Pascal changes this up by allowing the SLI links to be teamed. Now two cards can connect to each other over two links, almost doubling the amount of bandwidth between the cards. Combined with the higher frequency of the SLI link itself, and the effective increase in bandwidth between cards in a 2-way SLI setup is 170%, or just short of a 3x increase in bandwidth.

The purpose of teaming SLI links is that even though the bandwidth boost from the higher link frequency is significant, for the highest resolutions and refresh rates it’s still not enough. By NVIDIA’s own admittance, SLI performance at better than 1440p60 was subpar, as the SLI interface would get saturated. The faster link gets NVIDIA enough bandwidth to comfortably handle 2-way SLI at 1440p120 and 4Kp60, but that’s it. Once you go past that, to configurations that essentially require DisplayPort 1.3+ (4Kp120, 5Kp60, and multi-monitor surround), then even a single 650MHz link isn’t enough. Ergo NVIDIA has started link teaming to get yet more bandwidth.

Getting back to the new HB bridge then, the new bridge is being introduced to provide a bridge suitable for link teaming. Previous bridges simply weren’t wired two have multiple links connect the same video cards – the cards didn’t support such a thing – whereas HB bridges are. Meanwhile as these are fixed (PCB) bridges, NVIDIA is offering their reference bridges in 3 sizes: 2 (40mm), 3 (60mm), and 4 (80mm) slot spacing, to mesh with cards that are either directly next to each other, have 1 empty slot between them, or 2 empty slots between them. NVIDIA is selling the new HB bridge for $40 over on their store, and NVIDIA’s partners are also preparing their own custom bridges. EVGA has announced a LED-let HB bridge, as the LED bridges proved rather popular with both system builders and customers looking for a bit more flare for their windowed cases.

Meanwhile, on a brief aside, I asked NVIDIA why they were still using SLI bridges instead of just routing everything over PCI Express. While I doubt they mind selling $40 bridges, the technical answer is that all things considered, this gave them more bandwidth. Rather than having to share potentially valuable PCIe bandwidth with CPU-GPU communication, the SLI links are dedicated links, eliminating any contention and potentially making them more reliable.

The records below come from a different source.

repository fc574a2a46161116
// HTTP server setup (Axum)
pub mod app;
pub mod middleware;
pub mod routes;

pub use app::*;
//! Client side of the explanation service.
//!
//! - [`panel`]: the in-page panel and its lifecycle controller
//! - [`selection`]: the floating "Explain" bubble
//! - [`consumer`]: HTTP stream consumer shared by every surface
//! - [`relay`]: background relay and trigger delivery
//! - [`page`]: the standalone explain page
//!
//! Host integration (DOM, extension messaging, storage areas) sits behind
//! the [`panel::Surface`], [`relay::Port`], [`relay::TabMessenger`] and
//! [`storage::KeyValueStore`] traits.

pub mod config;
pub mod consumer;
pub mod credentials;
pub mod error;
pub mod page;
pub mod panel;
pub mod pins;
pub mod relay;
pub mod render;
pub mod selection;
pub mod storage;

pub use config::OverlayConfig;
pub use consumer::ExplainClient;
pub use credentials::{Credential, CredentialStore, StoredCredentials};
pub use error::{OverlayError, Result};
pub use page::{ExplainPage, PageResult};
pub use panel::{PanelController, PanelContent, PanelState, Surface};
pub use pins::{PinStore, PinSubscription};
pub use relay::{deliver_trigger, relay_stream, Port, PortMessage, RelayRequest, TriggerMessage};
pub use render::Rendered;
pub use selection::{BubbleCommand, BubbleEvent, BubbleMachine};
pub use storage::{KeyValueStore, MemoryStore};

The SLI links are also directly routed to the display controller, so there’s a bit more straightforward (lower latency) path as well.

Deprecated: 3-Way & 4-Way SLI

These aforementioned hardware updates to SLI are also having a major impact on the kinds of SLI configurations NVIDIA is going to be able (and willing) to support in the future. With both available SLI links on a Pascal card now teamed together for a single card, it’s not possible to do 3-way/4-way SLI and link teaming at the same time, as there aren’t enough links for both. As a result, NVIDIA is going to be deprecating 3-way and 4-way SLI.

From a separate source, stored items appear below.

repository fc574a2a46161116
//! Fold decoded frames into the final renderable result.

use crate::extract::parse_structured;
use crate::frame::{DonePayload, Source, StreamFrame, StructuredExplanation};

/// What a consumer ends up rendering.
#[derive(Debug, Clone, PartialEq)]
pub enum Outcome {
    /// A well-formed explanation, from the terminal frame or recovered from
    /// the accumulated text.
    Structured {
        explanation: StructuredExplanation,
        text_hash: String,
        sources: Vec<Source>,
    },
    /// Nothing parsed; show the accumulated text as-is.
    Raw(String),
    /// The producer terminated the stream with an error frame.
    Failed(String),
}

/// Accumulates deltas in arrival order and remembers the terminal frame.
#[derive(Debug, Default)]
pub struct ExplanationAccumulator {
    text: String,
    done: Option<DonePayload>,
    error: Option<String>,
    deltas: usize,
}

impl ExplanationAccumulator {
    pub fn new() -> Self {
        Self::default()
    }

    /// Apply one frame. Returns `true` once a terminal frame has been seen.
    ///
    /// Frames arriving after the terminal frame are ignored.
    pub fn apply(&mut self, frame: StreamFrame) -> bool {
        if self.is_terminated() {
            tracing::debug!("frame after terminal frame ignored");
            return true;
        }
        match frame {
            StreamFrame::Delta { content } => {
                self.text.push_str(&content);
                self.deltas += 1;
                false
            }
            StreamFrame::Done(payload) => {
                self.done = Some(payload);
                true
            }
            StreamFrame::Error { message } => {
                self.error = Some(message);
                true
            }
        }
    }

    /// Text accumulated so far, for render-as-you-go.
    pub fn text(&self) -> &str {
        &self.text
    }

    /// Deltas applied so far.
    pub fn delta_count(&self) -> usize {
        self.deltas
    }

    pub fn is_terminated(&self) -> bool {
        self.done.is_some() || self.error.is_some()
    }

    /// Resolve the final result.
    ///
    /// Prefers the terminal frame's object; otherwise bracket-scans the
    /// accumulated text; otherwise falls back to raw text.
    pub fn finish(self) -> Outcome {
        if let Some(message) = self.error {
            return Outcome::Failed(message);
        }

        let (json, text_hash, sources) = match self.done {
            Some(done) => (done.json, done.text_hash, done.sources),
            None => (None, String::new(), Vec::new()),
        };

        match json.or_else(|| parse_structured(&self.text)) {
            Some(explanation) => Outcome::Structured {
                explanation,
                text_hash,
                sources,
            },
            None => Outcome::Raw(self.text),
        }
    }
}
use async_trait::async_trait;

use crate::render::Rendered;

/// The host-side panel element.
///
/// The controller guarantees at most one live surface: `remove` is always
/// called on the old instance before `create` builds a new one, with no
/// suspension in between.
#[async_trait]
pub trait Surface: Send + Sync + 'static {
    fn create(&self, reattached: bool);

    /// Resolves once the surface signals it is ready. The controller bounds
    /// the wait with the mount timeout.
    async fn ready(&self);

    fn render(&self, content: &Rendered);

    fn remove(&self);

    /// False once the host page has removed the element on its own.
    fn is_attached(&self) -> bool;
}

Until shortly after the GTX 1080 launch, NVIDIA’s plans here were actually a bit more complex – involving a feature the company called an Enthusiast Key – but thankfully things have been simplified some. As it stands, NVIDIA is not going to be eliminating support for 3-way and 4-way SLI entirely; if you have a 3/4–way bridge, you can still setup a 3+ card configuration, bandwidth limitations and all. But for the Pascal generation there are going to be focusing their development resources on 2-way SLI, hence making 3-way and 4-way SLI deprecated.

In practice the way this will work is that NVIDIA will only be supporting 3 and 4-way SLI for a small number of programs – things like Unigine and 3DMark that are used by competitive benchmarkers/overclockers, so that they may continue their practices. For actual gamer use they are strongly discouraging anything over 2-way SLI, and in fact NVIDIA will not be enabling 3+ card configurations in their drivers for the vast majority of games (unless a developer specifically comes to them and asks). This all but puts an end to 3-way and 4-way SLI on consumer gaming setups.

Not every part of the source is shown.